%%

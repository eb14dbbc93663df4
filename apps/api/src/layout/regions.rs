//! Region Calculator: partitions a page's content area into stacked bands.
//!
//! # Stacking rules
//! - Order is always header → title → body → footer, zero gap between bands.
//! - Every band starts at x = 0 and spans the full content width.
//! - Body gets whatever height remains; it is never declared.
//! - Footer is anchored to the bottom of the content area, computed from the
//!   content height directly rather than by summing the bands above it.

use serde::{Deserialize, Serialize};

use crate::layout::error::LayoutError;
use crate::layout::geometry::{pt_eq, round_pt, PageSpec};
use crate::layout::template::Template;

#[derive(Debug, Clone, Copy, PartialEq, Eq, Hash, PartialOrd, Ord, Default, Serialize, Deserialize)]
#[serde(rename_all = "lowercase")]
pub enum RegionId {
    Header,
    Title,
    #[default]
    Body,
    Footer,
}

impl RegionId {
    pub const ORDER: [RegionId; 4] = [
        RegionId::Header,
        RegionId::Title,
        RegionId::Body,
        RegionId::Footer,
    ];

    pub fn as_str(self) -> &'static str {
        match self {
            RegionId::Header => "header",
            RegionId::Title => "title",
            RegionId::Body => "body",
            RegionId::Footer => "footer",
        }
    }
}

/// One band of the content area. Coordinates are relative to the content
/// area's top-left corner (inside the margins).
#[derive(Debug, Clone, Copy, PartialEq, Serialize, Deserialize)]
pub struct Region {
    pub id: RegionId,
    pub x: f64,
    pub y: f64,
    pub width: f64,
    pub height: f64,
}

impl Region {
    pub fn bottom(&self) -> f64 {
        self.y + self.height
    }
}

/// Declared band heights. Body is derived.
#[derive(Debug, Clone, Copy, PartialEq, Serialize, Deserialize)]
pub struct RegionHeights {
    pub header: f64,
    pub title: f64,
    pub footer: f64,
}

/// Computes the four regions for a template's page.
pub fn calculate_regions(page: &PageSpec, template: &Template) -> Result<Vec<Region>, LayoutError> {
    stack_regions(page, &template.region_heights, &template.id)
}

/// Looks up a region by id. Regions produced by [`calculate_regions`] always
/// contain all four.
pub fn find_region(regions: &[Region], id: RegionId) -> Option<&Region> {
    regions.iter().find(|r| r.id == id)
}

pub(crate) fn stack_regions(
    page: &PageSpec,
    heights: &RegionHeights,
    template_id: &str,
) -> Result<Vec<Region>, LayoutError> {
    let declared = [
        ("regions.header.height", heights.header),
        ("regions.title.height", heights.title),
        ("regions.footer.height", heights.footer),
    ];
    for (field, value) in declared {
        if !value.is_finite() || value < 0.0 {
            return Err(LayoutError::template(
                template_id,
                field,
                format!("must be a finite value >= 0, got {value}"),
            ));
        }
    }

    let content_width = page.content_width();
    let content_height = page.content_height();

    let body_height = round_pt(content_height - (heights.header + heights.title + heights.footer));
    if body_height <= 0.0 {
        return Err(LayoutError::template(
            template_id,
            "regions",
            format!(
                "header + title + footer ({:.2}pt) exceed content height ({:.2}pt); body height would be {:.2}pt",
                heights.header + heights.title + heights.footer,
                content_height,
                body_height
            ),
        ));
    }

    let header = Region {
        id: RegionId::Header,
        x: 0.0,
        y: 0.0,
        width: content_width,
        height: round_pt(heights.header),
    };
    let title = Region {
        id: RegionId::Title,
        x: 0.0,
        y: header.height,
        width: content_width,
        height: round_pt(heights.title),
    };
    let body = Region {
        id: RegionId::Body,
        x: 0.0,
        y: round_pt(title.y + title.height),
        width: content_width,
        height: body_height,
    };
    let footer = Region {
        id: RegionId::Footer,
        x: 0.0,
        y: round_pt(content_height - heights.footer),
        width: content_width,
        height: round_pt(heights.footer),
    };

    Ok(vec![header, title, body, footer])
}

/// Checks the stacking invariants on an arbitrary set of regions.
pub fn validate_regions(
    regions: &[Region],
    content_width: f64,
    content_height: f64,
    template_id: &str,
) -> Result<(), LayoutError> {
    for id in RegionId::ORDER {
        if find_region(regions, id).is_none() {
            return Err(LayoutError::template(
                template_id,
                format!("regions.{}", id.as_str()),
                "required region is missing",
            ));
        }
    }

    let mut ordered: Vec<&Region> = regions.iter().collect();
    ordered.sort_by_key(|r| r.id);

    let mut expected_y = 0.0;
    for region in &ordered {
        let field = format!("regions.{}", region.id.as_str());
        if !pt_eq(region.x, 0.0) {
            return Err(LayoutError::template(
                template_id,
                field,
                format!("x must be 0, got {:.2}", region.x),
            ));
        }
        if !pt_eq(region.width, content_width) {
            return Err(LayoutError::template(
                template_id,
                field,
                format!(
                    "width {:.2}pt does not match content width {:.2}pt",
                    region.width, content_width
                ),
            ));
        }
        if !pt_eq(region.y, expected_y) {
            return Err(LayoutError::template(
                template_id,
                field,
                format!("y {:.2}pt leaves a gap; expected {:.2}pt", region.y, expected_y),
            ));
        }
        expected_y = region.bottom();
    }

    if !pt_eq(expected_y, content_height) {
        return Err(LayoutError::template(
            template_id,
            "regions",
            format!(
                "regions cover {:.2}pt of {:.2}pt content height",
                expected_y, content_height
            ),
        ));
    }

    Ok(())
}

%%

* **EXERCISE PROMPT**:
Pull every line with the string "must" from the data above.

* **WRITTEN SOLUTION**:
                format!("must be a finite value >= 0, got {value}"),
                format!("x must be 0, got {:.2}", region.x),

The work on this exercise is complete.